Description of the task – In the listing below, find the line that contains "filename vitrine-core/src/config.rs" and the line that contains "fn default_idle_label() ->". Quote both and every line between them, exactly, and nothing more.

Records to process –

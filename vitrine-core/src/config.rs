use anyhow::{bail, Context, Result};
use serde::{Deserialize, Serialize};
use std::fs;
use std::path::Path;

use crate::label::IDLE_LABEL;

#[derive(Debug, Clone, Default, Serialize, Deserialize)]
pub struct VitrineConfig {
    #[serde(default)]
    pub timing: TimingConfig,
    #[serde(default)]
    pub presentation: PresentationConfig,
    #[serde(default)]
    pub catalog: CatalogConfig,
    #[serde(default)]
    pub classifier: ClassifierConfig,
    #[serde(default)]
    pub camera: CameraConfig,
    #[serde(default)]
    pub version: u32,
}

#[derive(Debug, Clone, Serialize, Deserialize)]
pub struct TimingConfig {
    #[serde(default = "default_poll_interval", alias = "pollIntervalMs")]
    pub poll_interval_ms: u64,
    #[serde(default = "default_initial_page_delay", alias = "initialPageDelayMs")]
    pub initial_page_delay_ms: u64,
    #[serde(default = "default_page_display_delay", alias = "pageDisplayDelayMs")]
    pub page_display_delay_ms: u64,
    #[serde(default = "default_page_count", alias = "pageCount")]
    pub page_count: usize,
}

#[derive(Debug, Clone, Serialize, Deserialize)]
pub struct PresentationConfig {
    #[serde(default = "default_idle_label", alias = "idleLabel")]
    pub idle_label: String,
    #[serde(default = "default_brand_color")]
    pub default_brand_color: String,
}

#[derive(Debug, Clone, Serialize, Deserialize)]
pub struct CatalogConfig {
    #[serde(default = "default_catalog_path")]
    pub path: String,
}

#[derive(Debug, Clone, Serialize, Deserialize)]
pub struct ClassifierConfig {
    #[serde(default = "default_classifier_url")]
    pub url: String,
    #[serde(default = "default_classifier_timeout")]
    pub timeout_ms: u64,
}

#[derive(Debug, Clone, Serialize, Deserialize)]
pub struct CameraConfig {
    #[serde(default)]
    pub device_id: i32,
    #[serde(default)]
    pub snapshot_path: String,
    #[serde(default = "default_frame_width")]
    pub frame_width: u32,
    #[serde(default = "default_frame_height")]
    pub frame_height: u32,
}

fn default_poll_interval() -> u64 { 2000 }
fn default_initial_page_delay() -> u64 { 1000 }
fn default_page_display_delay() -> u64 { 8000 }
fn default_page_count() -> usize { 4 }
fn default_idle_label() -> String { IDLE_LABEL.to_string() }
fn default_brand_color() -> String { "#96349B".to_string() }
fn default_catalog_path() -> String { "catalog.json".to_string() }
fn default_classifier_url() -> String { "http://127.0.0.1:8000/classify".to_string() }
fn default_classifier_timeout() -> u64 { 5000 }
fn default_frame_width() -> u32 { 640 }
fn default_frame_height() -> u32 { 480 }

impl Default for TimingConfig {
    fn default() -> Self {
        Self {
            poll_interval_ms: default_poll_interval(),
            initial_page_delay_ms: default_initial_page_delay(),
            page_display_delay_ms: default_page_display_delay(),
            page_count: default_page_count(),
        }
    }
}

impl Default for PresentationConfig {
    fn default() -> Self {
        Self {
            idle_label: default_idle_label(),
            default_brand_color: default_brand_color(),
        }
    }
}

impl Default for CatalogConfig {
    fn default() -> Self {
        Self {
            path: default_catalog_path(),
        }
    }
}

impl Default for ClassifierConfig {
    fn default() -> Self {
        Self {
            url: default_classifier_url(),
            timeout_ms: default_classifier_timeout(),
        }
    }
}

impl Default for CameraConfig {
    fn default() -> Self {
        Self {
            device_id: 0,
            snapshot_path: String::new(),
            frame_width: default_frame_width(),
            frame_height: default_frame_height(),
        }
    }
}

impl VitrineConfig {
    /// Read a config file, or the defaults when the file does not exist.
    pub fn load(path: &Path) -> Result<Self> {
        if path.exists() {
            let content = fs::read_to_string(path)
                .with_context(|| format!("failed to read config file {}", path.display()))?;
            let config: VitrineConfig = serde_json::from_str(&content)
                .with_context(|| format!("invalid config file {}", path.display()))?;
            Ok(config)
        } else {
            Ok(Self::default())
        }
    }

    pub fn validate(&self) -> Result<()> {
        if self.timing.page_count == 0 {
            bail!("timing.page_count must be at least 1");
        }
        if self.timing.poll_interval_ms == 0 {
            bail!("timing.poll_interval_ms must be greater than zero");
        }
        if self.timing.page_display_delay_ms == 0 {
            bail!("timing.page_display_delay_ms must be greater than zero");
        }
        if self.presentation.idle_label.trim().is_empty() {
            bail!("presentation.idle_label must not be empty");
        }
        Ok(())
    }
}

--

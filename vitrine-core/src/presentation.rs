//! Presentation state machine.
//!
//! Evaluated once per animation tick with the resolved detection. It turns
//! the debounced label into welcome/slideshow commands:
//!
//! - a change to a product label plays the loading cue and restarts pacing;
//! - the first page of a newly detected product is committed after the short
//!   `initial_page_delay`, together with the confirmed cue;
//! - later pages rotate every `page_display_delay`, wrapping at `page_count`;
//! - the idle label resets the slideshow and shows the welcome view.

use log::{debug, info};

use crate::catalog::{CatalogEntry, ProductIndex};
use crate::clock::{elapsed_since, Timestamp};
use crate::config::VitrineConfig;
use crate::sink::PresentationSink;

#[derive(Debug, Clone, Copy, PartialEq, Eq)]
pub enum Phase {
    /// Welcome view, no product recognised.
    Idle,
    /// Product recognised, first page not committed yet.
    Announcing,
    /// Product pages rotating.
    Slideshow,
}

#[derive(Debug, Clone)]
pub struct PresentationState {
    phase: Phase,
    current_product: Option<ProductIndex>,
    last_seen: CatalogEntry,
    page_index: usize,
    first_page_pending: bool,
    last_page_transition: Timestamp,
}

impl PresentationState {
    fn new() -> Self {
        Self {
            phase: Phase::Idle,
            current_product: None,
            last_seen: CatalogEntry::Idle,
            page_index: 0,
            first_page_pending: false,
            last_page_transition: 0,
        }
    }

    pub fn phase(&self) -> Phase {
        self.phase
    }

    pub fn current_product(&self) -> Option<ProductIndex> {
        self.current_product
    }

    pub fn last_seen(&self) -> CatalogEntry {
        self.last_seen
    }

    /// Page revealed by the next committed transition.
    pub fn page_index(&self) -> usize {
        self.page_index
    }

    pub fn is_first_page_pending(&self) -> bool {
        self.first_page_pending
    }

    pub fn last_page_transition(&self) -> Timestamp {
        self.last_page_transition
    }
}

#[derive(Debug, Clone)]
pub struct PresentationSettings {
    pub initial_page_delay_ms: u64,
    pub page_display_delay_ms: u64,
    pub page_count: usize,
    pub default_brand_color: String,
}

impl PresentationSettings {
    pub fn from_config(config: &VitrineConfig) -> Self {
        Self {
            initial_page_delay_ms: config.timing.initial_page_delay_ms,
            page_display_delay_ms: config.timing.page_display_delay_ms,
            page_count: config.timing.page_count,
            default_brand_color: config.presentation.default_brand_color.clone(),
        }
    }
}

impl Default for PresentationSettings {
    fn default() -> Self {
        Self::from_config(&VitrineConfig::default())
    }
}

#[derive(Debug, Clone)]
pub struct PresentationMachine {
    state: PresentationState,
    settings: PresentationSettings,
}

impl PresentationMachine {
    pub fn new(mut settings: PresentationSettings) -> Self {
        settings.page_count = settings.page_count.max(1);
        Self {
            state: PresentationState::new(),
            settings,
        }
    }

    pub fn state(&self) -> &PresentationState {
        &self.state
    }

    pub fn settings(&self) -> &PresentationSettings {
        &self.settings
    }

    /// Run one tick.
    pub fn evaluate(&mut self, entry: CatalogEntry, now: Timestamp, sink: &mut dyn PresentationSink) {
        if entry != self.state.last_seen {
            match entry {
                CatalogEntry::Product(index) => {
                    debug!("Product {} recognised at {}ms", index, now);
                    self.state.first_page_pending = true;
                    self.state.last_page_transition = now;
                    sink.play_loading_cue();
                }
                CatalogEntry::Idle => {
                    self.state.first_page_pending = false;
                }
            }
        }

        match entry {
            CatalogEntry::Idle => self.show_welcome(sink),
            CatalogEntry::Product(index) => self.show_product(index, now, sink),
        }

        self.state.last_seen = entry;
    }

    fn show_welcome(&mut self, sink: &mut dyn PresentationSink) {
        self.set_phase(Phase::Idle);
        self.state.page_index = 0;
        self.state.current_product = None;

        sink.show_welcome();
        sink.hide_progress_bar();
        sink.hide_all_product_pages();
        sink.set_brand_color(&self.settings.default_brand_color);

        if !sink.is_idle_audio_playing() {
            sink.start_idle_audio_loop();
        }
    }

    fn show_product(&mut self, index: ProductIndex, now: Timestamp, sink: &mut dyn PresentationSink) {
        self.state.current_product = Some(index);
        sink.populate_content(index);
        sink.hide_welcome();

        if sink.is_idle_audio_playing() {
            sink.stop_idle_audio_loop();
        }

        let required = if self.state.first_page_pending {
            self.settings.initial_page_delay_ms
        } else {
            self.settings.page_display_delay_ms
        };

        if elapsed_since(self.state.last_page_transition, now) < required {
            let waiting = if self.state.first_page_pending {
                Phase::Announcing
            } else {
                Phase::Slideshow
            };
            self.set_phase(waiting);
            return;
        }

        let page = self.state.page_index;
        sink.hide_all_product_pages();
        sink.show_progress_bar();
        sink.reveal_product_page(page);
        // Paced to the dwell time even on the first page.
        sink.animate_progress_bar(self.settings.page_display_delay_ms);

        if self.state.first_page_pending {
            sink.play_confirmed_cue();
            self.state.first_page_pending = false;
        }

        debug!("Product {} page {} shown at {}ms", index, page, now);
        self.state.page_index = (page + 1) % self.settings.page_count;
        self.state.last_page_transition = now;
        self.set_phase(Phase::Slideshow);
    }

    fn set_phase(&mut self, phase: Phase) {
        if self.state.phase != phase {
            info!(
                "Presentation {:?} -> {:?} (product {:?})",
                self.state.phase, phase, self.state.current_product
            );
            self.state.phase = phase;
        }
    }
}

Result of the exercise –
filename vitrine-core/src/config.rs
use anyhow::{bail, Context, Result};
use serde::{Deserialize, Serialize};
use std::fs;
use std::path::Path;

use crate::label::IDLE_LABEL;

#[derive(Debug, Clone, Default, Serialize, Deserialize)]
pub struct VitrineConfig {
    #[serde(default)]
    pub timing: TimingConfig,
    #[serde(default)]
    pub presentation: PresentationConfig,
    #[serde(default)]
    pub catalog: CatalogConfig,
    #[serde(default)]
    pub classifier: ClassifierConfig,
    #[serde(default)]
    pub camera: CameraConfig,
    #[serde(default)]
    pub version: u32,
}

#[derive(Debug, Clone, Serialize, Deserialize)]
pub struct TimingConfig {
    #[serde(default = "default_poll_interval", alias = "pollIntervalMs")]
    pub poll_interval_ms: u64,
    #[serde(default = "default_initial_page_delay", alias = "initialPageDelayMs")]
    pub initial_page_delay_ms: u64,
    #[serde(default = "default_page_display_delay", alias = "pageDisplayDelayMs")]
    pub page_display_delay_ms: u64,
    #[serde(default = "default_page_count", alias = "pageCount")]
    pub page_count: usize,
}

#[derive(Debug, Clone, Serialize, Deserialize)]
pub struct PresentationConfig {
    #[serde(default = "default_idle_label", alias = "idleLabel")]
    pub idle_label: String,
    #[serde(default = "default_brand_color")]
    pub default_brand_color: String,
}

#[derive(Debug, Clone, Serialize, Deserialize)]
pub struct CatalogConfig {
    #[serde(default = "default_catalog_path")]
    pub path: String,
}

#[derive(Debug, Clone, Serialize, Deserialize)]
pub struct ClassifierConfig {
    #[serde(default = "default_classifier_url")]
    pub url: String,
    #[serde(default = "default_classifier_timeout")]
    pub timeout_ms: u64,
}

#[derive(Debug, Clone, Serialize, Deserialize)]
pub struct CameraConfig {
    #[serde(default)]
    pub device_id: i32,
    #[serde(default)]
    pub snapshot_path: String,
    #[serde(default = "default_frame_width")]
    pub frame_width: u32,
    #[serde(default = "default_frame_height")]
    pub frame_height: u32,
}

fn default_poll_interval() -> u64 { 2000 }
fn default_initial_page_delay() -> u64 { 1000 }
fn default_page_display_delay() -> u64 { 8000 }
fn default_page_count() -> usize { 4 }
fn default_idle_label() -> String { IDLE_LABEL.to_string() }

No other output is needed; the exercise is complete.